YOUR INSTRUCTIONS: Your task is to copy the lines of the data below from the line holding "a JSON object" through the line holding "#[arg(short, long, value_enum, default_value_t", inclusive, exactly and with nothing added.

*** Opening MATERIAL PROVIDED ***

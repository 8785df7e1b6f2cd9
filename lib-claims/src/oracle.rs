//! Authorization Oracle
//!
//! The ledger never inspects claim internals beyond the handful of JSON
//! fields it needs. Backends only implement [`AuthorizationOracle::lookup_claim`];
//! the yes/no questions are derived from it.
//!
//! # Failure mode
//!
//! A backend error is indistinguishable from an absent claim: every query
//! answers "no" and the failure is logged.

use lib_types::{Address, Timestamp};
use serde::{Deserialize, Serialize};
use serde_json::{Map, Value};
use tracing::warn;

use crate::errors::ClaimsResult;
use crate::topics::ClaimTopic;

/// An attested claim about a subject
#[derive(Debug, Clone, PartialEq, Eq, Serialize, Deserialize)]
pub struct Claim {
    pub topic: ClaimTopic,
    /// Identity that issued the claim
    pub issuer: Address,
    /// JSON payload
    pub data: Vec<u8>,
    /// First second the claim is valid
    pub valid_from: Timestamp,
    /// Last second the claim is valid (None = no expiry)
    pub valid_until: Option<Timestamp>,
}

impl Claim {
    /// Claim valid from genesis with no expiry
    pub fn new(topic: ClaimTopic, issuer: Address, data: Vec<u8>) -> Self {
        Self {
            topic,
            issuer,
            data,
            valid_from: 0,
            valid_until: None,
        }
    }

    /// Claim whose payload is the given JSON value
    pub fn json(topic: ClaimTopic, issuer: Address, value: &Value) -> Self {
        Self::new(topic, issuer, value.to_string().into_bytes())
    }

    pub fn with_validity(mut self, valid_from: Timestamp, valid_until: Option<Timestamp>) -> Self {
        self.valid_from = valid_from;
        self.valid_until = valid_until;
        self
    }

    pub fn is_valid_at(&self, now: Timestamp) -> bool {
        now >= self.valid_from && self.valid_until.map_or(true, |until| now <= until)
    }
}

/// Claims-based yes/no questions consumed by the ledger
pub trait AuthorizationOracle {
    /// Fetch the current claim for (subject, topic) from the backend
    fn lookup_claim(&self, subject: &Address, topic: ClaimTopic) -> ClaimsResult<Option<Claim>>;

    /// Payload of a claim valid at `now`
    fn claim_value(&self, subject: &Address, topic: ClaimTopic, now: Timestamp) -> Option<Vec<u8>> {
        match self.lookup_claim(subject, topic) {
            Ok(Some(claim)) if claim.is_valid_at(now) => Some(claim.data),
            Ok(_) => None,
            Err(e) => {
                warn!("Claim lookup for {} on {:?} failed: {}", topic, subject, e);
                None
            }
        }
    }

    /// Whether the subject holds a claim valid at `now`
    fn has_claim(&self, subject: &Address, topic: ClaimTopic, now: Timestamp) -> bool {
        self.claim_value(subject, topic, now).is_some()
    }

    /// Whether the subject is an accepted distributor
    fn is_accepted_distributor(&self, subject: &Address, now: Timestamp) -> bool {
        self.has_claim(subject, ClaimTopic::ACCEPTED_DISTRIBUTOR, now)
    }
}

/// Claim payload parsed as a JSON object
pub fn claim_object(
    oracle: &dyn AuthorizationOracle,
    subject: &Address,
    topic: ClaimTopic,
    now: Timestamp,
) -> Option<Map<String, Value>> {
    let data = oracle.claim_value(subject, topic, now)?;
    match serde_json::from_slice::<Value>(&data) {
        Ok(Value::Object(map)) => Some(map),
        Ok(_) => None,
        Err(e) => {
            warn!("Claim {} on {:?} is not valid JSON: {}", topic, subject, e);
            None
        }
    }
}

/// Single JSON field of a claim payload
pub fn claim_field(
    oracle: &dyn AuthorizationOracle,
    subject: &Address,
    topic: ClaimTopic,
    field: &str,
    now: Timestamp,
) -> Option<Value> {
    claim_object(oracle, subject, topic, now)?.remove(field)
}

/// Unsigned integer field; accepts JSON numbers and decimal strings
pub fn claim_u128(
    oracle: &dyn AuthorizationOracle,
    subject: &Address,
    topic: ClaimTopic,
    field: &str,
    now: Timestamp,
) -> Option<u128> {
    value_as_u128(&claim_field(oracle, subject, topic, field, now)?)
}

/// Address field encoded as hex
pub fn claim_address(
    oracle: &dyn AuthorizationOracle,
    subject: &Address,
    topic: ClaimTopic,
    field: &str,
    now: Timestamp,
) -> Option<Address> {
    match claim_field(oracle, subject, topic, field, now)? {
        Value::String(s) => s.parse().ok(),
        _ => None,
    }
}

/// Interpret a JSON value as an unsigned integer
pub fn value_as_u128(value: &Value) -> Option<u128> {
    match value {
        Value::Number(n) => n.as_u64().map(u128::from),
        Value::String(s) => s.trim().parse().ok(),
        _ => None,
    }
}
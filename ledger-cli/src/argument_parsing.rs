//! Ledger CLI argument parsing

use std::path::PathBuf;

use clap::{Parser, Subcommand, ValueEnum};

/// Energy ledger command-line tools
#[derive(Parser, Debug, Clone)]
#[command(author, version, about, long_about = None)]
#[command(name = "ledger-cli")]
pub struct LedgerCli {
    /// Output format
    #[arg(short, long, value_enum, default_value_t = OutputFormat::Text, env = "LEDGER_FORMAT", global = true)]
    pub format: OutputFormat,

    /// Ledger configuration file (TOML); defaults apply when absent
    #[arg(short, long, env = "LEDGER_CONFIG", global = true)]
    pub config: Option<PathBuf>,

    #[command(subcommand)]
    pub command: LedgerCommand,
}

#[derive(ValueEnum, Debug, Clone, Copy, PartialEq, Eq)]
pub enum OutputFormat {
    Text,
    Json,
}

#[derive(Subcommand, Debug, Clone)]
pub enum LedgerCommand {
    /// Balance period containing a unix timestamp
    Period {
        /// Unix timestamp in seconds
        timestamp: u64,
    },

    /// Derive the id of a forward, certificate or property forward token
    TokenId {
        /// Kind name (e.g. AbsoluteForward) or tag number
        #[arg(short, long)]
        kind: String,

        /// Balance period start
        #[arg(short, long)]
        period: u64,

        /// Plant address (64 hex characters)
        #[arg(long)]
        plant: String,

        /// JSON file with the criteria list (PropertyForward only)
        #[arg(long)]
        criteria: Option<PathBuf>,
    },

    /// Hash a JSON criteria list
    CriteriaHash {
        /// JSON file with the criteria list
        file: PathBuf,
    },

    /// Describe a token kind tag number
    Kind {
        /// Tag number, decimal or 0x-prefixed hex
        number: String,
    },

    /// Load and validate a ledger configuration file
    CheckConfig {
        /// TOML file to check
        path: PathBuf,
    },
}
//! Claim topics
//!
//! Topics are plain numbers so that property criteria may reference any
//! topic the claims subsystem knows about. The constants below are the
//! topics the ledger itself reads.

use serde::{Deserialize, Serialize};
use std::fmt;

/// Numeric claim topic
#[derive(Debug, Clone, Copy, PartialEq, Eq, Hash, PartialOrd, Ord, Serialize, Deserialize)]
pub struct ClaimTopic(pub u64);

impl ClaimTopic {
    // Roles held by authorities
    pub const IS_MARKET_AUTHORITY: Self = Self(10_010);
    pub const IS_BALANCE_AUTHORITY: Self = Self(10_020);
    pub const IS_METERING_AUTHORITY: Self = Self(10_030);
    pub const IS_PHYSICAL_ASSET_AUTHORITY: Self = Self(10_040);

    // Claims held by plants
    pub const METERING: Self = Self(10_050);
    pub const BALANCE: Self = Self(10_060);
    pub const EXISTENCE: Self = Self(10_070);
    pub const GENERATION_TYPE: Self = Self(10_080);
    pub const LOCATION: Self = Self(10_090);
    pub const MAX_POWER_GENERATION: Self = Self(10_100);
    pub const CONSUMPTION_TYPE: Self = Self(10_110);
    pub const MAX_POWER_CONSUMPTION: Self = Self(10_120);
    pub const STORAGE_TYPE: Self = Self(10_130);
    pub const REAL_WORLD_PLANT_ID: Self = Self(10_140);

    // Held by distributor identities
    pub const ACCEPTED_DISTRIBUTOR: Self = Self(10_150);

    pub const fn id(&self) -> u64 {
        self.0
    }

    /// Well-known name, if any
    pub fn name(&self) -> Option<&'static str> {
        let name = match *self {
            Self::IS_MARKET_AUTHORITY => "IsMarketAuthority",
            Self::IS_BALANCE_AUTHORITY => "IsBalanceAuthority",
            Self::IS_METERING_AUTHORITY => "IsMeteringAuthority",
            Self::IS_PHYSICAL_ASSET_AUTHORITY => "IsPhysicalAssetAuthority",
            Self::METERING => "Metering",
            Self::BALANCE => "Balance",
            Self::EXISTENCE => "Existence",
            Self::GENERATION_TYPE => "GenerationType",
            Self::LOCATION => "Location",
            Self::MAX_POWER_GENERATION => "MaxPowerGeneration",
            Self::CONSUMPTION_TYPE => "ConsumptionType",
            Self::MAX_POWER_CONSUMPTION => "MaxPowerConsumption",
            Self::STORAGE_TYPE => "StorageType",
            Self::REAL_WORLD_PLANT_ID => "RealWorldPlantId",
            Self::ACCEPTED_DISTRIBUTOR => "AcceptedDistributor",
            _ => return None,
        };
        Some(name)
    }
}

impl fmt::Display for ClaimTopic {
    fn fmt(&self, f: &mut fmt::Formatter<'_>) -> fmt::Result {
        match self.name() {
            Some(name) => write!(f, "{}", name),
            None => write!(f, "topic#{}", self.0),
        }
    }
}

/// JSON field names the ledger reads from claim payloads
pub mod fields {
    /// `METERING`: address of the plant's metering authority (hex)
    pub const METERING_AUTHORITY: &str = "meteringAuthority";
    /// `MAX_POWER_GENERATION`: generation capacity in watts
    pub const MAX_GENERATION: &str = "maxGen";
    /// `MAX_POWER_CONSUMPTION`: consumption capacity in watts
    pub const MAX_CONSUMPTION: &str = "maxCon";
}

*** Closing MATERIAL PROVIDED ***

ANSWER FOR THE TASK:
/// Claim payload parsed as a JSON object
pub fn claim_object(
    oracle: &dyn AuthorizationOracle,
    subject: &Address,
    topic: ClaimTopic,
    now: Timestamp,
) -> Option<Map<String, Value>> {
    let data = oracle.claim_value(subject, topic, now)?;
    match serde_json::from_slice::<Value>(&data) {
        Ok(Value::Object(map)) => Some(map),
        Ok(_) => None,
        Err(e) => {
            warn!("Claim {} on {:?} is not valid JSON: {}", topic, subject, e);
            None
        }
    }
}

/// Single JSON field of a claim payload
pub fn claim_field(
    oracle: &dyn AuthorizationOracle,
    subject: &Address,
    topic: ClaimTopic,
    field: &str,
    now: Timestamp,
) -> Option<Value> {
    claim_object(oracle, subject, topic, now)?.remove(field)
}

/// Unsigned integer field; accepts JSON numbers and decimal strings
pub fn claim_u128(
    oracle: &dyn AuthorizationOracle,
    subject: &Address,
    topic: ClaimTopic,
    field: &str,
    now: Timestamp,
) -> Option<u128> {
    value_as_u128(&claim_field(oracle, subject, topic, field, now)?)
}

/// Address field encoded as hex
pub fn claim_address(
    oracle: &dyn AuthorizationOracle,
    subject: &Address,
    topic: ClaimTopic,
    field: &str,
    now: Timestamp,
) -> Option<Address> {
    match claim_field(oracle, subject, topic, field, now)? {
        Value::String(s) => s.parse().ok(),
        _ => None,
    }
}

/// Interpret a JSON value as an unsigned integer
pub fn value_as_u128(value: &Value) -> Option<u128> {
    match value {
        Value::Number(n) => n.as_u64().map(u128::from),
        Value::String(s) => s.trim().parse().ok(),
        _ => None,
    }
}
filename ledger-cli/src/argument_parsing.rs
//! Ledger CLI argument parsing

use std::path::PathBuf;

use clap::{Parser, Subcommand, ValueEnum};

/// Energy ledger command-line tools
#[derive(Parser, Debug, Clone)]
#[command(author, version, about, long_about = None)]
#[command(name = "ledger-cli")]
pub struct LedgerCli {
    /// Output format
    #[arg(short, long, value_enum, default_value_t = OutputFormat::Text, env = "LEDGER_FORMAT", global = true)]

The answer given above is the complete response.